Mais cet exemple ne doit pas nous faire oublier que les réussites dans ce domaine sont encore trop rares. Beaucoup, beaucoup trop, de pédophiles parviennent à échapper à la police et continuent à abuser d’enfants. Si nous voulons que cela change, nous devons étendre et intensifier la forme de coopération internationale ayant conduit à l’arrestation de Christopher Neil. A cet égard, les traités internationaux sont très importants. En effet, ils ne permettent pas seulement d’établir des procédures et des mécanismes de coopération, mais aussi d’harmoniser les dispositions juridiques et administratives sur lesquelles cette coopération est fondée.

Plus les divergences sont marquées sur des questions comme la criminalisation des infractions, plus il est difficile aux forces de l’ordre et aux autres organismes gouvernementaux de travailler ensemble, et plus les pédophiles ont de chances de rester impunis.

Pour nous qui travaillons au Conseil de l'Europe, ce séminaire est une occasion de présenter les instruments juridiques que nous avons déjà élaborés pour lutter contre l’abus sexuel des enfants, mais aussi de voir ce que d’autres – au niveau national ou ici à Bruxelles – peuvent faire pour renforcer et prolonger notre action.

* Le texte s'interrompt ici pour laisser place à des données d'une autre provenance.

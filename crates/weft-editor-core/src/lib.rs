//! weft-editor-core: a rich-text editing engine without UI dependencies.
//!
//! This crate provides:
//! - `TextBuffer` trait for text storage abstraction, `EditorRope` backing it
//! - `SpanSet` - formatting as character ranges over the plain text
//! - `ElementTree` - the same document as nested HTML elements
//! - `html` - a tolerant HTML reader and a canonical writer
//! - formatters for inline styles, lists, quotes, headings, links and objects
//! - `Editor` - the facade hosts drive, with snapshot undo/redo

pub mod attributes;
pub mod config;
pub mod document;
pub mod editor;
pub mod error;
pub mod format;
pub mod formatter;
pub mod history;
pub mod html;
pub mod span;
pub mod text;
pub mod tree;
pub mod types;

pub use attributes::AttributeBag;
pub use config::EditorConfig;
pub use document::Document;
pub use editor::{Editor, EditorState};
pub use error::{EditorError, MarkupWarning, MarkupWarningKind};
pub use format::{
    CommentKind, Format, FormatCategory, HeadingLevel, ListKind, MediaKind, OBJECT_CHAR,
};
pub use formatter::ListItemMarker;
pub use history::{History, HistoryEntry, UndoManager};
pub use smol_str::SmolStr;
pub use span::{Span, SpanSet};
pub use text::{EditorRope, TextBuffer};
pub use tree::ElementTree;
pub use types::{ChangeOrigin, Selection, TextChange};
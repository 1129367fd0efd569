//! Ordered HTML attribute storage.

use std::fmt::Write as _;

use serde::{Deserialize, Serialize};
use smol_str::SmolStr;

use crate::html::entities::escape_attribute;

/// Ordered name → value mapping that keeps HTML source order.
///
/// Names are stored lowercased. Setting an existing name keeps its position.
#[derive(Clone, Debug, Default, PartialEq, Eq, Hash, Serialize, Deserialize)]
pub struct AttributeBag {
    entries: Vec<(SmolStr, SmolStr)>,
}

impl AttributeBag {
    pub fn new() -> Self {
        Self::default()
    }

    pub fn with(mut self, name: &str, value: &str) -> Self {
        self.set(name, value);
        self
    }

    pub fn get(&self, name: &str) -> Option<&str> {
        self.entries
            .iter()
            .find(|(n, _)| n.eq_ignore_ascii_case(name))
            .map(|(_, v)| v.as_str())
    }

    pub fn contains(&self, name: &str) -> bool {
        self.get(name).is_some()
    }

    pub fn set(&mut self, name: &str, value: &str) {
        let name = SmolStr::new(name.to_ascii_lowercase());
        match self.entries.iter_mut().find(|(n, _)| *n == name) {
            Some(entry) => entry.1 = SmolStr::new(value),
            None => self.entries.push((name, SmolStr::new(value))),
        }
    }

    pub fn remove(&mut self, name: &str) -> Option<SmolStr> {
        let idx = self
            .entries
            .iter()
            .position(|(n, _)| n.eq_ignore_ascii_case(name))?;
        Some(self.entries.remove(idx).1)
    }

    pub fn is_empty(&self) -> bool {
        self.entries.is_empty()
    }

    pub fn len(&self) -> usize {
        self.entries.len()
    }

    pub fn iter(&self) -> impl Iterator<Item = (&str, &str)> {
        self.entries.iter().map(|(n, v)| (n.as_str(), v.as_str()))
    }

    /// Render as ` name="value"` pairs, each preceded by a space.
    pub fn write_html(&self, out: &mut String) {
        for (name, value) in &self.entries {
            let _ = write!(out, " {}=\"{}\"", name, escape_attribute(value));
        }
    }
}

impl<'a> FromIterator<(&'a str, &'a str)> for AttributeBag {
    fn from_iter<T: IntoIterator<Item = (&'a str, &'a str)>>(iter: T) -> Self {
        let mut bag = AttributeBag::new();
        for (name, value) in iter {
            bag.set(name, value);
        }
        bag
    }
}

Je parlerai uniquement de trois conventions récentes : la Convention sur la cybercriminalité, la Convention du Conseil de l'Europe sur la lutte contre la traite des êtres humains et la Convention du Conseil de l'Europe pour la protection des enfants contre l’exploitation et les abus sexuels, qui est la plus récente, puisqu’elle a été ouverte à la signature il y a un mois seulement. Les deux premières traitent de questions plus larges, mais chacune comporte des dispositions très spécifiques relatives aux enfants. Ces trois conventions se renforcent mutuellement et, prises ensemble, forment un arsenal juridique cohérent destiné à protéger les enfants contre les violences et les abus sexuels.

Dans l’ordre chronologique, la première est la Convention sur la cybercriminalité, qui date de 2001. Nous savons tous qu’une très forte proportion des infractions impliquant des violences ou des abus sexuels à l’encontre d’enfants sont commises, ou rendues possibles, par le biais des nouvelles technologies de l’information et de la communication. Interpol dispose d’une base de données qui contient des images de plus de 20 000 enfants victimes d’abus sexuels, et cela pourrait bien ne représenter que la partie visible de l’iceberg.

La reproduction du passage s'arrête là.